The World Health Organisation has launched a plan that aims to inoculate 70 per cent of the world by mid-2022 amid fears a new jab-resistant coronavirus variant could emerge “very soon”.

UN Secretary-General Antonio Guterres has also appealed for $US8 billion ($11 billion) to help equitably vaccinate 40 per cent of people in all countries by the end of the year.

He urged G20 countries to deliver on their “desire to get the world vaccinated” at a summit in Rome later this month.

“Not to have equitable distribution of vaccines is not only a question of being immoral, it is also a question of being stupid,” he said at a joint news conference with WHO Director-General Tedros Adhanom Ghebreyesus.

WHO director-general Dr Tedros Adhanom Ghebreyesus wants better vaccine levels in poorer nations.

So far, more than 6.3 billion doses of coronavirus vaccines have been administered globally.

But more than half of the world has yet to receive at least one dose of a COVID-19 vaccine, according to Our World in Data, and less than 5 per cent of people on the African continent have been fully vaccinated.

“If we let the virus spread like wildfire in the global south, we know that variants will emerge and we know that there is a risk that one day – and that day can be very soon — there will be another variant that will be able to resist vaccines,” Mr Guterres said.

“And all the vaccination effort made in developed countries will fall apart and these people will not be protected.”

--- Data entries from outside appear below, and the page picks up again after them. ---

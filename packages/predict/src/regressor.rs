//! The regression head mapping concatenated embeddings to a scalar
//! log-price.
//!
//! Architecture (fixed): Linear → BatchNorm → ReLU → Linear → BatchNorm →
//! ReLU → Linear, with dropout disabled at inference. BatchNorm in eval
//! mode is a per-feature affine transform over the stored running
//! statistics, so the whole head is plain `Vec<f32>` arithmetic.
//!
//! Weights load from a JSON state dict keyed PyTorch-style
//! (`net.0.weight`, `net.1.running_mean`, …); checkpoints saved from a
//! distributed run carry a `module.` key prefix which is stripped at load.

use std::collections::HashMap;
use std::path::Path;

use crate::PredictError;

/// BatchNorm epsilon, matching the training framework's default.
const BN_EPSILON: f32 = 1e-5;

/// Key prefix written by distributed-training checkpoints.
const DISTRIBUTED_PREFIX: &str = "module.";

/// A fully connected layer.
struct Linear {
    /// `weight[out][in]`.
    weight: Vec<Vec<f32>>,
    bias: Vec<f32>,
}

impl Linear {
    fn forward(&self, input: &[f32]) -> Vec<f32> {
        self.weight
            .iter()
            .zip(&self.bias)
            .map(|(row, bias)| {
                row.iter()
                    .zip(input)
                    .map(|(w, x)| w * x)
                    .sum::<f32>()
                    + bias
            })
            .collect()
    }

    fn in_features(&self) -> usize {
        self.weight.first().map_or(0, Vec::len)
    }

    fn out_features(&self) -> usize {
        self.weight.len()
    }
}

/// BatchNorm1d in eval mode: normalize by the running statistics, then
/// apply the learned affine transform.
struct BatchNorm {
    gamma: Vec<f32>,
    beta: Vec<f32>,
    running_mean: Vec<f32>,
    running_var: Vec<f32>,
}

impl BatchNorm {
    fn forward(&self, input: &[f32]) -> Vec<f32> {
        input
            .iter()
            .enumerate()
            .map(|(i, x)| {
                let normalized = (x - self.running_mean[i]) / (self.running_var[i] + BN_EPSILON).sqrt();
                normalized * self.gamma[i] + self.beta[i]
            })
            .collect()
    }

    fn features(&self) -> usize {
        self.gamma.len()
    }
}

fn relu(input: &mut [f32]) {
    for x in input {
        *x = x.max(0.0);
    }
}

/// The feed-forward regression head.
pub struct Regressor {
    fc1: Linear,
    bn1: BatchNorm,
    fc2: Linear,
    bn2: BatchNorm,
    out: Linear,
}

impl Regressor {
    /// Loads the head from a JSON state-dict file.
    ///
    /// # Errors
    ///
    /// Returns [`PredictError`] if the file cannot be read or the state
    /// dict is malformed.
    pub fn load(path: &Path) -> Result<Self, PredictError> {
        let raw = std::fs::read_to_string(path)?;
        let dict: HashMap<String, serde_json::Value> = serde_json::from_str(&raw)?;
        Self::from_state_dict(dict)
    }

    /// Builds the head from a parsed state dict, stripping the optional
    /// `module.` distributed-training prefix from every key.
    ///
    /// # Errors
    ///
    /// Returns [`PredictError::Weights`] if a tensor is missing, has the
    /// wrong shape, or layer dimensions disagree.
    pub fn from_state_dict(
        dict: HashMap<String, serde_json::Value>,
    ) -> Result<Self, PredictError> {
        let dict: HashMap<String, serde_json::Value> = dict
            .into_iter()
            .map(|(key, value)| {
                let key = key
                    .strip_prefix(DISTRIBUTED_PREFIX)
                    .map_or(key.as_str(), |stripped| stripped)
                    .to_owned();
                (key, value)
            })
            .collect();

        let head = Self {
            fc1: linear(&dict, "net.0")?,
            bn1: batch_norm(&dict, "net.1")?,
            fc2: linear(&dict, "net.4")?,
            bn2: batch_norm(&dict, "net.5")?,
            out: linear(&dict, "net.8")?,
        };
        head.check_shapes()?;
        Ok(head)
    }

    /// Number of input features the head expects (the concatenated
    /// embedding width).
    #[must_use]
    pub fn input_dim(&self) -> usize {
        self.fc1.in_features()
    }

    /// Runs the forward pass, producing the scalar log-price in the
    /// scaler's space.
    ///
    /// # Errors
    ///
    /// Returns [`PredictError::Shape`] if `features` does not match the
    /// head's input width.
    pub fn forward(&self, features: &[f32]) -> Result<f32, PredictError> {
        if features.len() != self.input_dim() {
            return Err(PredictError::Shape {
                message: format!(
                    "expected {} features, got {}",
                    self.input_dim(),
                    features.len()
                ),
            });
        }

        let mut hidden = self.bn1.forward(&self.fc1.forward(features));
        relu(&mut hidden);
        let mut hidden = self.bn2.forward(&self.fc2.forward(&hidden));
        relu(&mut hidden);
        let output = self.out.forward(&hidden);

        output.first().copied().ok_or_else(|| PredictError::Shape {
            message: "output layer produced no value".to_string(),
        })
    }

    fn check_shapes(&self) -> Result<(), PredictError> {
        let checks = [
            (self.fc1.out_features(), self.bn1.features(), "net.0/net.1"),
            (self.bn1.features(), self.fc2.in_features(), "net.1/net.4"),
            (self.fc2.out_features(), self.bn2.features(), "net.4/net.5"),
            (self.bn2.features(), self.out.in_features(), "net.5/net.8"),
        ];
        for (left, right, layers) in checks {
            if left != right {
                return Err(PredictError::Weights {
                    message: format!("dimension mismatch between {layers}: {left} vs {right}"),
                });
            }
        }
        if self.out.out_features() != 1 {
            return Err(PredictError::Weights {
                message: format!(
                    "output layer must produce 1 value, produces {}",
                    self.out.out_features()
                ),
            });
        }
        Ok(())
    }
}

fn linear(dict: &HashMap<String, serde_json::Value>, layer: &str) -> Result<Linear, PredictError> {
    let weight = matrix(dict, &format!("{layer}.weight"))?;
    let bias = vector(dict, &format!("{layer}.bias"))?;
    if weight.len() != bias.len() {
        return Err(PredictError::Weights {
            message: format!(
                "{layer}: weight rows ({}) disagree with bias length ({})",
                weight.len(),
                bias.len()
            ),
        });
    }
    Ok(Linear { weight, bias })
}

fn batch_norm(
    dict: &HashMap<String, serde_json::Value>,
    layer: &str,
) -> Result<BatchNorm, PredictError> {
    let norm = BatchNorm {
        gamma: vector(dict, &format!("{layer}.weight"))?,
        beta: vector(dict, &format!("{layer}.bias"))?,
        running_mean: vector(dict, &format!("{layer}.running_mean"))?,
        running_var: vector(dict, &format!("{layer}.running_var"))?,
    };
    let features = norm.features();
    if norm.beta.len() != features
        || norm.running_mean.len() != features
        || norm.running_var.len() != features
    {
        return Err(PredictError::Weights {
            message: format!("{layer}: batch norm tensors have inconsistent lengths"),
        });
    }
    Ok(norm)
}

fn vector(dict: &HashMap<String, serde_json::Value>, key: &str) -> Result<Vec<f32>, PredictError> {
    let value = dict.get(key).ok_or_else(|| PredictError::Weights {
        message: format!("missing tensor '{key}'"),
    })?;
    serde_json::from_value(value.clone()).map_err(|e| PredictError::Weights {
        message: format!("tensor '{key}' is not a 1-D float array: {e}"),
    })
}

fn matrix(
    dict: &HashMap<String, serde_json::Value>,
    key: &str,
) -> Result<Vec<Vec<f32>>, PredictError> {
    let value = dict.get(key).ok_or_else(|| PredictError::Weights {
        message: format!("missing tensor '{key}'"),
    })?;
    let rows: Vec<Vec<f32>> =
        serde_json::from_value(value.clone()).map_err(|e| PredictError::Weights {
            message: format!("tensor '{key}' is not a 2-D float array: {e}"),
        })?;
    let width = rows.first().map_or(0, Vec::len);
    if width == 0 || rows.iter().any(|row| row.len() != width) {
        return Err(PredictError::Weights {
            message: format!("tensor '{key}' rows have inconsistent widths"),
        });
    }
    Ok(rows)
}

#[cfg(test)]
mod tests {
    use super::*;

    /// A 2→2→2→1 state dict with identity linears and unit batch norms.
    fn tiny_state_dict(prefix: &str) -> HashMap<String, serde_json::Value> {
        let mut dict = HashMap::new();
        let mut put = |key: &str, value: serde_json::Value| {
            dict.insert(format!("{prefix}{key}"), value);
        };

        put("net.0.weight", serde_json::json!([[1.0, 0.0], [0.0, 1.0]]));
        put("net.0.bias", serde_json::json!([0.0, 0.0]));
        put("net.1.weight", serde_json::json!([1.0, 1.0]));
        put("net.1.bias", serde_json::json!([0.0, 0.0]));
        put("net.1.running_mean", serde_json::json!([0.0, 0.0]));
        put("net.1.running_var", serde_json::json!([1.0, 1.0]));
        put("net.4.weight", serde_json::json!([[1.0, 0.0], [0.0, 1.0]]));
        put("net.4.bias", serde_json::json!([0.0, 0.0]));
        put("net.5.weight", serde_json::json!([1.0, 1.0]));
        put("net.5.bias", serde_json::json!([0.0, 0.0]));
        put("net.5.running_mean", serde_json::json!([0.0, 0.0]));
        put("net.5.running_var", serde_json::json!([1.0, 1.0]));
        put("net.8.weight", serde_json::json!([[1.0, 1.0]]));
        put("net.8.bias", serde_json::json!([0.5]));
        dict
    }

    #[test]
    fn forward_computes_the_expected_scalar() {
        let head = Regressor::from_state_dict(tiny_state_dict("")).unwrap();
        // Identity layers and unit norms: output ≈ sum(relu(x)) + 0.5.
        let output = head.forward(&[2.0, 3.0]).unwrap();
        assert!((output - 5.5).abs() < 1e-3, "got {output}");
    }

    #[test]
    fn relu_zeroes_negative_activations() {
        let head = Regressor::from_state_dict(tiny_state_dict("")).unwrap();
        let output = head.forward(&[-4.0, 1.0]).unwrap();
        assert!((output - 1.5).abs() < 1e-3, "got {output}");
    }

    #[test]
    fn distributed_prefix_is_stripped() {
        let head = Regressor::from_state_dict(tiny_state_dict("module.")).unwrap();
        assert_eq!(head.input_dim(), 2);
        let output = head.forward(&[1.0, 1.0]).unwrap();
        assert!((output - 2.5).abs() < 1e-3, "got {output}");
    }

    #[test]
    fn rejects_wrong_feature_width() {
        let head = Regressor::from_state_dict(tiny_state_dict("")).unwrap();
        assert!(matches!(
            head.forward(&[1.0, 2.0, 3.0]),
            Err(PredictError::Shape { .. })
        ));
    }

    #[test]
    fn rejects_missing_tensor() {
        let mut dict = tiny_state_dict("");
        dict.remove("net.5.running_var");
        assert!(matches!(
            Regressor::from_state_dict(dict),
            Err(PredictError::Weights { .. })
        ));
    }

    #[test]
    fn rejects_mismatched_layer_dims() {
        let mut dict = tiny_state_dict("");
        dict.insert("net.8.weight".to_owned(), serde_json::json!([[1.0, 1.0, 1.0]]));
        assert!(matches!(
            Regressor::from_state_dict(dict),
            Err(PredictError::Weights { .. })
        ));
    }
}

The WHO plan calls for countries with high vaccine coverage to allow expected deliveries of additional doses to first go to the COVAX global sharing program and the African Vaccine Acquisition Trust (AVAT) for distribution to where they are more urgently needed.

It also wants the richer countries to fulfil and accelerate vaccine dose-sharing and donation commitments to COVAX, and make new pledges.

And it calls on drug makers to prioritise and urgently fulfill COVAX and AVAT vaccine contracts, be transparent about monthly production data and give clear monthly schedules for supplies to COVAX, AVAT and low and low-middle income countries.

South Africans march for the opportunity to be vaccinated against the coronavirus. Photo: Getty

“The whole UN system has shown leadership but we have no power,” Mr Guterres said.

“The power is in the countries that produce vaccines or might produce them, and in the companies.”

Dr Tedros also questioned why countries had been unable to agree on a temporary waiver of intellectual property rights on COVID-19 vaccines and therapies at the World Trade Organisation.

“If we cannot use it now during this unprecedented situation, when do we use the TRIPS waiver?” Dr Tedros said.

“Why do we even, in the first place, have these IP waivers… if we’re not going to use it in such conditions?”

“Manufacturers and governments should really ask themselves this question,” he said.

Negotiations on a such a move — proposed by South Africa and India a year ago — are deadlocked and directionless, sources said on Monday after a meeting on the topic.